10 Snacks Under 200 Calories to Keep You Energized
When hunger strikes between meals, many of us are tempted to reach for chips, cookies, or sugary drinks. Unfortunately, those options often pack in more calories than we realize, leaving us sluggish or guilty afterward. The good news is that you can enjoy tasty, satisfying snacks that are both nourishing and under 200 calories. These smart options not only help you stay energized throughout the day but also keep your health goals on track. Here are 10 snacks under 200 calories that prove eating light doesn’t mean sacrificing flavor.

1. Greek Yogurt with Berries (150–180 calories)
A small bowl of plain, non-fat Greek yogurt topped with a handful of fresh berries is creamy, sweet, and packed with protein. The yogurt keeps you full, while the berries add natural sweetness and antioxidants.
Tip: Choose unsweetened yogurt to keep sugar low, and sprinkle a dash of cinnamon for extra flavor without calories.
2. Apple Slices with Peanut Butter (180–200 calories)
Crisp apple slices paired with a tablespoon of natural peanut butter is the perfect balance of sweet and savory. The fiber from the apple and healthy fats from the peanut butter keep you satisfied for hours.
Tip: Use natural peanut butter with no added sugar or oil to stay within the calorie range.
3. Rice Cakes with Avocado (160–180 calories)
Two light rice cakes spread with half an avocado create a crunchy, creamy snack. Avocados provide healthy fats and fiber, while rice cakes keep it light.
Tip: Add a sprinkle of chili flakes, everything bagel seasoning, or lemon juice to make it more flavorful without adding calories.
4. Hummus with Carrot and Cucumber Sticks (150–170 calories)
Hummus is a nutrient-dense dip rich in protein and healthy fats. Pairing 3–4 tablespoons of hummus with crunchy veggie sticks makes for a refreshing, filling snack.
Tip: Stick to fresh vegetables instead of pita bread to keep the calorie count under 200.
5. Hard-Boiled Eggs with Cherry Tomatoes (140–160 calories)
Two hard-boiled eggs sprinkled with a little salt and pepper, served with a handful of cherry tomatoes, make a protein-rich snack that feels like a mini-meal.
Tip: Prepare eggs in advance and store them in the fridge for a quick grab-and-go option.
6. Popcorn (Air-Popped, 100–150 calories for 3 cups)
Popcorn is naturally low in calories and high in fiber, as long as you skip the butter and heavy toppings.
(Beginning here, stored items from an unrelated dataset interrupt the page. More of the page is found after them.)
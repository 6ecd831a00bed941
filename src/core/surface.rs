/// Width probing by measurement: print a character on a display surface and
/// see how far the cursor moved.
///
/// `TerminalSurface` talks to the controlling terminal with cursor position
/// reports (CSI 6n, answered by CSI row;col R). Measurements happen on the
/// alternate screen so the editor's line and cursor are left untouched.

use crate::core::width::{ProbeError, WidthProbe};
use nix::poll::{poll, PollFd, PollFlags, PollTimeout};
use nix::sys::termios::{cfmakeraw, tcgetattr, tcsetattr, SetArg, Termios};
use regex::bytes::Regex;
use std::fs::{File, OpenOptions};
use std::io::{Read, Write};
use std::os::fd::AsFd;
use std::sync::LazyLock;

/// Columns kept free at the right edge before probing, so the probed
/// character never wraps.
const RIGHT_MARGIN: u16 = 5;

/// Longest cursor report accepted before giving up.
const MAX_REPORT_LEN: usize = 32;

/// Switch to the alternate screen, saving the cursor.
const ENTER_PROBE_SCREEN: &[u8] = b"\x1b[?1049h";
/// Back to the main screen, restoring the cursor.
const LEAVE_PROBE_SCREEN: &[u8] = b"\x1b[?1049l";

static REPORT_RE: LazyLock<Regex> = LazyLock::new(|| {
    Regex::new(r"\x1b\[(\d+);(\d+)R").expect("cursor report regex")
});

pub trait DisplaySurface: Send {
    /// Zero-based cursor column.
    fn cursor_column(&mut self) -> Result<u16, ProbeError>;
    /// Width of the surface in columns.
    fn columns(&self) -> u16;
    fn write_char(&mut self, ch: char) -> Result<(), ProbeError>;
    fn newline(&mut self) -> Result<(), ProbeError>;

    /// Called before each measurement. Whatever the measurement writes,
    /// including newlines, must be undone by `end`.
    fn begin(&mut self) -> Result<(), ProbeError> {
        Ok(())
    }

    /// Called after each measurement, whether or not it succeeded. Restores
    /// the display and cursor position saved by `begin`.
    fn end(&mut self) {}
}

pub struct SurfaceProbe<S> {
    surface: S,
}

impl<S: DisplaySurface> SurfaceProbe<S> {
    pub fn new(surface: S) -> Self {
        Self { surface }
    }

    pub fn surface(&self) -> &S {
        &self.surface
    }
}

impl<S: DisplaySurface> WidthProbe for SurfaceProbe<S> {
    fn name(&self) -> &'static str {
        "surface"
    }

    fn probe(&mut self, codepoint: u32) -> Result<u8, ProbeError> {
        let ch = char::from_u32(codepoint).ok_or(ProbeError::InvalidCodepoint(codepoint))?;
        self.surface.begin()?;
        let measured = self.measure(ch);
        self.surface.end();
        measured
    }
}

impl<S: DisplaySurface> SurfaceProbe<S> {
    fn measure(&mut self, ch: char) -> Result<u8, ProbeError> {
        let mut before = self.surface.cursor_column()?;
        if before >= self.surface.columns().saturating_sub(RIGHT_MARGIN) {
            self.surface.newline()?;
            before = self.surface.cursor_column()?;
        }
        self.surface.write_char(ch)?;
        let after = self.surface.cursor_column()?;

        if after < before {
            return Err(ProbeError::Malformed(format!(
                "cursor moved backwards from {} to {}",
                before, after
            )));
        }
        u8::try_from(after - before)
            .map_err(|_| ProbeError::Malformed(format!("displacement {} too large", after - before)))
    }
}

/// Parse a cursor position report into one-based (row, col).
pub fn parse_cursor_report(bytes: &[u8]) -> Option<(u16, u16)> {
    split_cursor_report(bytes).map(|(_, pos)| pos)
}

/// Split terminal input into the bytes that arrived before a cursor report
/// and the report's one-based (row, col).
pub fn split_cursor_report(bytes: &[u8]) -> Option<(&[u8], (u16, u16))> {
    let caps = REPORT_RE.captures(bytes)?;
    let start = caps.get(0)?.start();
    let row = std::str::from_utf8(&caps[1]).ok()?.parse().ok()?;
    let col = std::str::from_utf8(&caps[2]).ok()?.parse().ok()?;
    Some((&bytes[..start], (row, col)))
}

/// The controlling terminal. Raw mode and the alternate screen are entered
/// for each measurement only. Keystrokes that arrive during a measurement are
/// kept for the editor in `take_input`.
pub struct TerminalSurface {
    tty: File,
    saved: Option<Termios>,
    on_probe_screen: bool,
    input: Vec<u8>,
    columns: u16,
    timeout_ms: u16,
}

impl TerminalSurface {
    pub fn open(columns: u16, timeout_ms: u16) -> Result<Self, ProbeError> {
        let tty = OpenOptions::new().read(true).write(true).open("/dev/tty")?;
        log::debug!("terminal surface opened ({} columns)", columns);
        Ok(Self {
            tty,
            saved: None,
            on_probe_screen: false,
            input: Vec::new(),
            columns,
            timeout_ms,
        })
    }

    /// Input typed while measuring, in arrival order. Drains the buffer.
    pub fn take_input(&mut self) -> Vec<u8> {
        std::mem::take(&mut self.input)
    }

    fn write_all(&mut self, bytes: &[u8]) -> Result<(), ProbeError> {
        self.tty.write_all(bytes)?;
        self.tty.flush()?;
        Ok(())
    }

    fn read_report(&mut self) -> Result<Vec<u8>, ProbeError> {
        let mut report = Vec::with_capacity(MAX_REPORT_LEN);
        loop {
            let ready = {
                let mut fds = [PollFd::new(self.tty.as_fd(), PollFlags::POLLIN)];
                poll(&mut fds, PollTimeout::from(self.timeout_ms))?
            };
            if ready == 0 {
                return Err(ProbeError::Timeout);
            }
            let mut byte = [0u8; 1];
            if self.tty.read(&mut byte)? == 0 {
                return Err(ProbeError::Malformed("terminal closed".into()));
            }
            report.push(byte[0]);
            if byte[0] == b'R' && REPORT_RE.is_match(&report) {
                return Ok(report);
            }
            if report.len() >= MAX_REPORT_LEN {
                let msg = String::from_utf8_lossy(&report).into_owned();
                self.input.extend_from_slice(&report);
                return Err(ProbeError::Malformed(msg));
            }
        }
    }

    fn restore(&mut self) {
        if self.on_probe_screen {
            self.on_probe_screen = false;
            if let Err(e) = self.write_all(LEAVE_PROBE_SCREEN) {
                log::warn!("failed to leave probe screen: {}", e);
            }
        }
        if let Some(saved) = self.saved.take() {
            if let Err(e) = tcsetattr(&self.tty, SetArg::TCSANOW, &saved) {
                log::warn!("failed to restore terminal attributes: {}", e);
            }
        }
    }
}

impl DisplaySurface for TerminalSurface {
    fn cursor_column(&mut self) -> Result<u16, ProbeError> {
        self.write_all(b"\x1b[6n")?;
        let report = self.read_report()?;
        let (typed, (_, col)) = split_cursor_report(&report)
            .ok_or_else(|| ProbeError::Malformed(String::from_utf8_lossy(&report).into_owned()))?;
        self.input.extend_from_slice(typed);
        Ok(col.saturating_sub(1))
    }

    fn columns(&self) -> u16 {
        self.columns
    }

    fn write_char(&mut self, ch: char) -> Result<(), ProbeError> {
        let mut buf = [0u8; 4];
        self.write_all(ch.encode_utf8(&mut buf).as_bytes())
    }

    fn newline(&mut self) -> Result<(), ProbeError> {
        self.write_all(b"\r\n")
    }

    fn begin(&mut self) -> Result<(), ProbeError> {
        let saved = tcgetattr(&self.tty)?;
        let mut raw = saved.clone();
        cfmakeraw(&mut raw);
        tcsetattr(&self.tty, SetArg::TCSANOW, &raw)?;
        self.saved = Some(saved);
        self.on_probe_screen = true;
        if let Err(e) = self.write_all(ENTER_PROBE_SCREEN) {
            self.restore();
            return Err(e);
        }
        Ok(())
    }

    fn end(&mut self) {
        self.restore();
    }
}

impl Drop for TerminalSurface {
    fn drop(&mut self) {
        self.restore();
    }
}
Three cups of air-popped popcorn is a surprisingly large portion that can satisfy cravings for something crunchy.
Tip: Season with paprika, garlic powder, or a light sprinkle of Parmesan for added flavor.
7. Cottage Cheese with Pineapple (160–180 calories)
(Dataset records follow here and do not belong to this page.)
/// C ABI bridge for line editors written in C.
/// Buffers are NUL-terminated strings; offsets and counts are C ints. Results
/// keep the classic conventions: -1 for an out-of-range adjustment or an
/// unknown width, 1/0 for comparisons.

use crate::config::Config;
use crate::core::{DecodeState, MbContext, ScanFlags};
use std::ffi::{c_char, c_int, CStr};

/// Flag value selecting zero-width skipping, as `ScanFlags::FIND_NONZERO`.
pub const MB_FIND_NONZERO: c_int = 0x01;

fn scan_flags(flags: c_int) -> ScanFlags {
    ScanFlags::from_bits_truncate(flags as u8)
}

/// Bytes of a C string, without its terminator. Null reads as empty.
unsafe fn c_bytes<'a>(s: *const c_char) -> &'a [u8] {
    if s.is_null() {
        &[]
    } else {
        CStr::from_ptr(s).to_bytes()
    }
}

fn to_c(n: usize) -> c_int {
    c_int::try_from(n).unwrap_or(c_int::MAX)
}

#[no_mangle]
pub extern "C" fn mb_context_new() -> *mut MbContext {
    Box::into_raw(Box::new(MbContext::utf8()))
}

/// Context built from `~/.config/mbcursor/config.toml`.
#[no_mangle]
pub extern "C" fn mb_context_new_from_config() -> *mut MbContext {
    Box::into_raw(Box::new(MbContext::from_config(&Config::load())))
}

#[no_mangle]
pub extern "C" fn mb_context_free(ctx: *mut MbContext) {
    if !ctx.is_null() {
        unsafe { drop(Box::from_raw(ctx)); }
    }
}

/// Name of the context's encoding backend. Static; do not free.
#[no_mangle]
pub extern "C" fn mb_backend_name(ctx: *const MbContext) -> *const c_char {
    let ctx = unsafe { &*ctx };
    match ctx.backend().name() {
        "host" => c"host".as_ptr(),
        "bytes" => c"bytes".as_ptr(),
        _ => c"utf8".as_ptr(),
    }
}

/// Offset `count` characters after `seed`. A negative seed is treated as 0;
/// a non-positive count returns the seed.
#[no_mangle]
pub extern "C" fn mb_find_next(
    ctx: *mut MbContext,
    string: *const c_char,
    seed: c_int,
    count: c_int,
    flags: c_int,
) -> c_int {
    let ctx = unsafe { &mut *ctx };
    let buf = unsafe { c_bytes(string) };
    let seed = seed.max(0);
    if count <= 0 {
        return seed;
    }
    to_c(ctx.find_next(buf, seed as usize, count as usize, scan_flags(flags)))
}

/// Start of the character before `seed`.
#[no_mangle]
pub extern "C" fn mb_find_prev(
    ctx: *mut MbContext,
    string: *const c_char,
    seed: c_int,
    flags: c_int,
) -> c_int {
    let ctx = unsafe { &mut *ctx };
    let buf = unsafe { c_bytes(string) };
    if seed <= 0 {
        return 0;
    }
    to_c(ctx.find_prev(buf, seed as usize, scan_flags(flags)))
}

/// Distance from `point` to the next boundary, or -1 if `point` is negative
/// or past the end of the string.
#[no_mangle]
pub extern "C" fn mb_adjust_point(
    ctx: *mut MbContext,
    string: *const c_char,
    point: c_int,
) -> c_int {
    let ctx = unsafe { &mut *ctx };
    let buf = unsafe { c_bytes(string) };
    if point < 0 {
        return -1;
    }
    ctx.adjust_point(buf, point as usize, None).map(to_c).unwrap_or(-1)
}

/// Display columns of `codepoint`, or -1 if it cannot be measured.
#[no_mangle]
pub extern "C" fn mb_width(ctx: *mut MbContext, codepoint: u32) -> c_int {
    let ctx = unsafe { &mut *ctx };
    ctx.width_of(codepoint).map(c_int::from).unwrap_or(-1)
}

/// 1 if the characters at the two positions are the same bytes, else 0.
#[no_mangle]
pub extern "C" fn mb_compare_chars(
    ctx: *const MbContext,
    buf1: *const c_char,
    pos1: c_int,
    buf2: *const c_char,
    pos2: c_int,
) -> c_int {
    let ctx = unsafe { &*ctx };
    if pos1 < 0 || pos2 < 0 {
        return 0;
    }
    let (a, b) = unsafe { (c_bytes(buf1), c_bytes(buf2)) };
    let equal = ctx.chars_equal(
        a,
        pos1 as usize,
        &mut DecodeState::new(),
        b,
        pos2 as usize,
        &mut DecodeState::new(),
    );
    c_int::from(equal)
}

/// Codepoint at `index`, or the raw byte value where none can be decoded.
#[no_mangle]
pub extern "C" fn mb_char_value(ctx: *const MbContext, string: *const c_char, index: c_int) -> u32 {
    let ctx = unsafe { &*ctx };
    let buf = unsafe { c_bytes(string) };
    if index < 0 {
        return 0;
    }
    ctx.char_value(buf, index as usize)
}

#[cfg(test)]
mod tests {
    use super::*;
    use std::ffi::CString;

    #[test]
    fn test_ffi_navigation() {
        let ctx = mb_context_new();
        let s = CString::new("café").unwrap();
        assert_eq!(mb_find_next(ctx, s.as_ptr(), 0, 3, 0), 3);
        assert_eq!(mb_find_next(ctx, s.as_ptr(), 0, 4, 0), 5);
        assert_eq!(mb_find_next(ctx, s.as_ptr(), -4, 1, 0), 1);
        assert_eq!(mb_find_next(ctx, s.as_ptr(), 2, -1, 0), 2);
        assert_eq!(mb_find_prev(ctx, s.as_ptr(), 5, 0), 3);
        assert_eq!(mb_find_prev(ctx, s.as_ptr(), -1, 0), 0);
        assert_eq!(mb_adjust_point(ctx, s.as_ptr(), 4), 1);
        assert_eq!(mb_adjust_point(ctx, s.as_ptr(), -1), -1);
        assert_eq!(mb_adjust_point(ctx, s.as_ptr(), 6), -1);
        mb_context_free(ctx);
    }

    #[test]
    fn test_ffi_nonzero_flag() {
        let ctx = mb_context_new();
        let s = CString::new("a\u{0301}b").unwrap();
        assert_eq!(mb_find_next(ctx, s.as_ptr(), 0, 1, MB_FIND_NONZERO), 3);
        assert_eq!(mb_find_prev(ctx, s.as_ptr(), 3, MB_FIND_NONZERO), 0);
        mb_context_free(ctx);
    }

    #[test]
    fn test_ffi_width_and_compare() {
        let ctx = mb_context_new();
        assert_eq!(mb_width(ctx, 0x4E2D), 2);
        assert_eq!(mb_width(ctx, 0x11_0000), -1);
        let a = CString::new("x中").unwrap();
        let b = CString::new("中").unwrap();
        assert_eq!(mb_compare_chars(ctx, a.as_ptr(), 1, b.as_ptr(), 0), 1);
        assert_eq!(mb_compare_chars(ctx, a.as_ptr(), 0, b.as_ptr(), 0), 0);
        assert_eq!(mb_compare_chars(ctx, a.as_ptr(), -1, b.as_ptr(), 0), 0);
        assert_eq!(mb_char_value(ctx, a.as_ptr(), 1), 0x4E2D);
        let name = unsafe { CStr::from_ptr(mb_backend_name(ctx)) };
        assert_eq!(name.to_str().unwrap(), "utf8");
        mb_context_free(ctx);
    }

    #[test]
    fn test_ffi_null_string() {
        let ctx = mb_context_new();
        assert_eq!(mb_find_next(ctx, std::ptr::null(), 0, 1, 0), 0);
        assert_eq!(mb_adjust_point(ctx, std::ptr::null(), 0), 0);
        mb_context_free(ctx);
    }
}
A half-cup of low-fat cottage cheese paired with pineapple chunks is refreshing, sweet, and packed with protein. The combination of creamy and juicy textures makes it feel indulgent without the calorie overload.
Tip: Swap pineapple for peaches, strawberries, or even diced mango if you prefer.
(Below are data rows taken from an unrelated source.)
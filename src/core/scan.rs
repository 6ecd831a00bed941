/// Character boundary search over NUL-terminated byte buffers.
///
/// Positions are byte offsets. A position is a boundary when it is 0, the
/// string length, or the first byte of a decodable character. Every entry
/// point accepts an arbitrary seed and recovers onto a boundary; invalid
/// bytes are stepped over one at a time.
///
/// There is no backward decoder, so `find_prev` rescans from the start of the
/// buffer. Its cost is proportional to the seed, which for an edited line is
/// small.

use crate::core::backend::EncodingBackend;
use crate::core::utf8::{DecodeState, Decoded};
use crate::core::width::WidthCache;
use bitflags::bitflags;

bitflags! {
    #[derive(Debug, Clone, Copy, PartialEq, Eq, Default)]
    pub struct ScanFlags: u8 {
        /// Only stop on characters that occupy at least one column.
        const FIND_NONZERO = 0b0000_0001;
    }
}

/// Length of the string in `buf`: up to the first NUL, or the whole slice.
pub fn c_strlen(buf: &[u8]) -> usize {
    buf.iter().position(|&b| b == 0).unwrap_or(buf.len())
}

/// Bytes from `pos` to the end of the string; empty when `pos` is past it.
pub(crate) fn tail(buf: &[u8], pos: usize) -> &[u8] {
    buf.get(pos..c_strlen(buf)).unwrap_or(&[])
}

/// What one decoding step found.
#[derive(Debug, Clone, Copy, PartialEq, Eq)]
enum Step {
    Char { len: usize, codepoint: u32 },
    /// An undecodable byte, taken as a one-byte character.
    Byte,
    /// A valid prefix cut off by the end of the string.
    Truncated,
    End,
}

/// Consume one character. Errors leave the state clean.
fn consume(backend: &dyn EncodingBackend, bytes: &[u8], state: &mut DecodeState) -> Step {
    match backend.decode(bytes, state) {
        Decoded::Char { len, codepoint } => Step::Char { len, codepoint },
        Decoded::Invalid => {
            state.reset();
            Step::Byte
        }
        Decoded::Incomplete => {
            state.reset();
            Step::Truncated
        }
        Decoded::End => Step::End,
    }
}

/// Skip predicate. Unknown widths count as visible.
fn is_zero_width(widths: &mut WidthCache, codepoint: u32) -> bool {
    widths.width_or_default(codepoint) == 0
}

/// Distance from `point` forward to the nearest boundary at or after it.
/// `None` when `point` lies past the end of the string.
pub fn adjust_point(
    backend: &dyn EncodingBackend,
    buf: &[u8],
    point: usize,
    state: &mut DecodeState,
) -> Option<usize> {
    let length = c_strlen(buf);
    if point > length {
        return None;
    }

    let mut pos = 0;
    while pos < point {
        match consume(backend, &buf[pos..length], state) {
            Step::Char { len, .. } => pos += len,
            Step::Byte | Step::Truncated | Step::End => pos += 1,
        }
    }
    Some(pos - point)
}

/// Offset of the character `count` characters after `seed`.
///
/// A seed inside a character is first moved to the next boundary, which
/// counts as one step. With `FIND_NONZERO`, zero-width characters are passed
/// over without counting and the result never lands on one. Scanning stops
/// at the terminator or at a truncated trailing sequence.
pub fn find_next(
    backend: &dyn EncodingBackend,
    widths: &mut WidthCache,
    buf: &[u8],
    seed: usize,
    count: usize,
    flags: ScanFlags,
) -> usize {
    if count == 0 {
        return seed;
    }
    let nonzero = flags.contains(ScanFlags::FIND_NONZERO);
    let length = c_strlen(buf);
    let mut state = DecodeState::new();
    let mut count = count;

    let mut point = match adjust_point(backend, buf, seed, &mut state) {
        Some(delta) => seed + delta,
        None => length,
    };
    if seed < point {
        count -= 1;
    }

    while count > 0 {
        match consume(backend, &buf[point..length], &mut state) {
            Step::Byte => {
                point += 1;
                count -= 1;
            }
            Step::Truncated | Step::End => break,
            Step::Char { len, codepoint } => {
                point += len;
                if !(nonzero && is_zero_width(widths, codepoint)) {
                    count -= 1;
                }
            }
        }
    }

    if nonzero {
        while let Step::Char { len, codepoint } = consume(backend, &buf[point..length], &mut state) {
            if !is_zero_width(widths, codepoint) {
                break;
            }
            point += len;
        }
    }
    point
}

/// Start of the character before `seed`.
///
/// With `FIND_NONZERO`, zero-width characters are never returned; invalid
/// bytes always are. Returns the string length when `seed` is past it.
pub fn find_prev(
    backend: &dyn EncodingBackend,
    widths: &mut WidthCache,
    buf: &[u8],
    seed: usize,
    flags: ScanFlags,
) -> usize {
    let length = c_strlen(buf);
    if seed > length {
        return length;
    }
    let nonzero = flags.contains(ScanFlags::FIND_NONZERO);
    let mut state = DecodeState::new();

    let mut prev = 0;
    let mut point = 0;
    while point < seed {
        match consume(backend, &buf[point..length], &mut state) {
            Step::Byte | Step::Truncated => {
                prev = point;
                point += 1;
            }
            Step::End => break,
            Step::Char { len, codepoint } => {
                if !nonzero || !is_zero_width(widths, codepoint) {
                    prev = point;
                }
                point += len;
            }
        }
    }
    prev
}

/// Every boundary of the string in order, ending with its length.
pub fn boundaries(backend: &dyn EncodingBackend, buf: &[u8]) -> Vec<usize> {
    let length = c_strlen(buf);
    let mut state = DecodeState::new();
    let mut out = vec![0];
    let mut point = 0;
    while point < length {
        point += match consume(backend, &buf[point..length], &mut state) {
            Step::Char { len, .. } => len,
            _ => 1,
        };
        out.push(point);
    }
    out
}

#[cfg(test)]
mod tests {
    use super::*;
    use crate::core::backend::{ByteOriented, HostUtf8, Utf8Codec};
    use crate::core::width::UnicodeTableProbe;

    const ANY: ScanFlags = ScanFlags::empty();
    const NONZERO: ScanFlags = ScanFlags::FIND_NONZERO;

    fn widths() -> WidthCache {
        WidthCache::new(Box::new(UnicodeTableProbe))
    }

    fn next(buf: &[u8], seed: usize, count: usize, flags: ScanFlags) -> usize {
        find_next(&Utf8Codec, &mut widths(), buf, seed, count, flags)
    }

    fn prev(buf: &[u8], seed: usize, flags: ScanFlags) -> usize {
        find_prev(&Utf8Codec, &mut widths(), buf, seed, flags)
    }

    fn adjust(buf: &[u8], point: usize) -> Option<usize> {
        adjust_point(&Utf8Codec, buf, point, &mut DecodeState::new())
    }

    #[test]
    fn test_cafe_scenario() {
        let buf = "café".as_bytes();
        assert_eq!(buf.len(), 5);
        assert_eq!(next(buf, 0, 3, ANY), 3);
        assert_eq!(next(buf, 0, 4, ANY), 5);
        assert_eq!(adjust(buf, 4), Some(1));
        assert_eq!(adjust(buf, 3), Some(0));
        assert_eq!(adjust(buf, 5), Some(0));
        assert_eq!(adjust(buf, 6), None);
    }

    #[test]
    fn test_zero_count_returns_seed() {
        assert_eq!(next(b"abc", 2, 0, ANY), 2);
        assert_eq!(next(b"abc", 9, 0, ANY), 9);
    }

    #[test]
    fn test_forward_stops_at_terminator() {
        assert_eq!(next(b"ab\0cd", 0, 10, ANY), 2);
        assert_eq!(next(b"ab", 0, 10, ANY), 2);
        assert_eq!(next(b"", 0, 1, ANY), 0);
    }

    #[test]
    fn test_forward_seed_past_end() {
        assert_eq!(next(b"abc", 7, 1, ANY), 3);
    }

    #[test]
    fn test_forward_lands_on_each_character() {
        let s = "aé中😀z";
        let starts: Vec<usize> = s.char_indices().map(|(i, _)| i).chain([s.len()]).collect();
        for (k, &expected) in starts.iter().enumerate() {
            assert_eq!(next(s.as_bytes(), 0, k, ANY), expected, "k = {k}");
        }
    }

    #[test]
    fn test_mid_character_seed_counts_one_step() {
        // 中 occupies bytes 1..4
        let buf = "a中b".as_bytes();
        assert_eq!(next(buf, 2, 1, ANY), 4);
        assert_eq!(next(buf, 2, 2, ANY), 5);
    }

    #[test]
    fn test_invalid_byte_is_one_step() {
        let clean = "xé中y".as_bytes().to_vec();
        let mut dirty = clean.clone();
        dirty.insert(1, 0x80);
        // One extra step for the stray byte, then identical boundaries shifted by one
        assert_eq!(next(&dirty, 0, 1, ANY), 1);
        assert_eq!(next(&dirty, 0, 2, ANY), 2);
        for k in 1..=4 {
            assert_eq!(next(&dirty, 0, k + 1, ANY), next(&clean, 0, k, ANY) + 1, "k = {k}");
        }
    }

    #[test]
    fn test_truncated_tail_stops_forward() {
        let buf = [b'a', b'b', 0xE4, 0xB8];
        assert_eq!(next(&buf, 0, 5, ANY), 2);
        // Backward scan still treats the tail as single bytes
        assert_eq!(prev(&buf, 4, ANY), 3);
        assert_eq!(adjust(&buf, 3), Some(0));
    }

    #[test]
    fn test_zero_width_skip() {
        let buf = "a\u{0301}b".as_bytes();
        assert_eq!(next(buf, 0, 1, NONZERO), 3);
        assert_eq!(next(buf, 0, 1, ANY), 1);
    }

    #[test]
    fn test_zero_width_not_counted() {
        let buf = "a\u{0301}\u{0301}bc".as_bytes();
        assert_eq!(next(buf, 0, 2, NONZERO), 6);
        assert_eq!(next(buf, 0, 3, NONZERO), 7);
    }

    #[test]
    fn test_backward_basic() {
        let buf = "café".as_bytes();
        assert_eq!(prev(buf, 0, ANY), 0);
        assert_eq!(prev(buf, 1, ANY), 0);
        assert_eq!(prev(buf, 5, ANY), 3);
        assert_eq!(prev(buf, 4, ANY), 3);
        assert_eq!(prev(buf, 99, ANY), 5);
    }

    #[test]
    fn test_backward_inverts_forward() {
        let s = "ab中é😀\u{0301}x".as_bytes();
        let mut last = 0;
        for k in 1..=7 {
            let p = next(s, 0, k, ANY);
            assert_eq!(prev(s, p, ANY), last, "k = {k}");
            last = p;
        }
    }

    #[test]
    fn test_backward_skips_zero_width() {
        let buf = "a\u{0301}b".as_bytes();
        assert_eq!(prev(buf, 3, NONZERO), 0);
        assert_eq!(prev(buf, 3, ANY), 1);
    }

    #[test]
    fn test_backward_tracks_invalid_bytes() {
        let buf = [b'a', 0xFF, b'b'];
        assert_eq!(prev(&buf, 2, NONZERO), 1);
        assert_eq!(prev(&buf, 3, ANY), 2);
    }

    #[test]
    fn test_byte_oriented_backend() {
        let buf = "héllo".as_bytes();
        let mut w = widths();
        assert_eq!(find_next(&ByteOriented, &mut w, buf, 1, 2, ANY), 3);
        assert_eq!(find_prev(&ByteOriented, &mut w, buf, 3, ANY), 2);
        assert_eq!(adjust_point(&ByteOriented, buf, 2, &mut DecodeState::new()), Some(0));
    }

    #[test]
    fn test_host_backend_matches_bundled() {
        let buf = [b'q', 0xC3, 0xA9, 0x80, 0xE4, 0xB8, 0xAD, 0xF0, b'z'];
        let mut w = widths();
        for k in 0..8 {
            assert_eq!(
                find_next(&HostUtf8, &mut w, &buf, 0, k, ANY),
                find_next(&Utf8Codec, &mut w, &buf, 0, k, ANY)
            );
        }
        assert_eq!(boundaries(&HostUtf8, &buf), boundaries(&Utf8Codec, &buf));
    }

    #[test]
    fn test_boundaries() {
        assert_eq!(boundaries(&Utf8Codec, "aé中".as_bytes()), vec![0, 1, 3, 6]);
        assert_eq!(boundaries(&Utf8Codec, &[0x80, b'a', 0]), vec![0, 1, 2]);
        assert_eq!(boundaries(&Utf8Codec, b""), vec![0]);
    }

    #[test]
    fn test_adjust_inside_characters() {
        let buf = "中😀".as_bytes();
        assert_eq!(adjust(buf, 1), Some(2));
        assert_eq!(adjust(buf, 2), Some(1));
        assert_eq!(adjust(buf, 4), Some(3));
        assert_eq!(adjust(buf, 6), Some(1));
        assert_eq!(adjust(buf, 7), Some(0));
    }
}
8. Almonds or Mixed Nuts (170–190 calories for a small handful)
Nuts are calorie-dense, but when eaten in moderation, they make a nutritious snack. A small handful (about 20 almonds or a mix of nuts) provides healthy fats, protein, and fiber.
Tip: Buy pre-portioned snack packs to avoid overeating since nuts can easily exceed 200 calories if you grab too many.
9. Banana with Dark Chocolate (180–190 calories)
Slice a small banana and pair it with two squares of dark chocolate (70% cocoa or higher). This snack feels like dessert but still keeps you under 200 calories.
Tip: Freeze banana slices and dip them in melted chocolate for a healthier version of chocolate-covered treats.
10. Edamame (160–180 calories per cup, shelled)
Lightly salted edamame (steamed soybeans) is a satisfying plant-based snack rich in protein and fiber. It’s a great option for those who want something savory but still healthy.
Tip: Sprinkle with sea salt or chili powder to boost flavor without adding calories.
Why These Snacks Work
Each snack on this list provides a balance of protein, fiber, and/or healthy fats, which help stabilize blood sugar levels and curb cravings. Unlike processed snacks, these options use whole foods, so they fuel your body instead of causing an energy crash.
Snacking smartly doesn’t mean you have to eat bland food. With just a little preparation, you can enjoy delicious bites throughout the day without exceeding your calorie goals.
Next time hunger hits between meals, skip the chips and cookies and reach for one of these 10 snacks under 200 calories. They’re simple, tasty, and portable—perfect for work, school, or busy days on the go. By making small swaps like these, you’ll stay satisfied, energized, and aligned with your health goals without feeling deprived.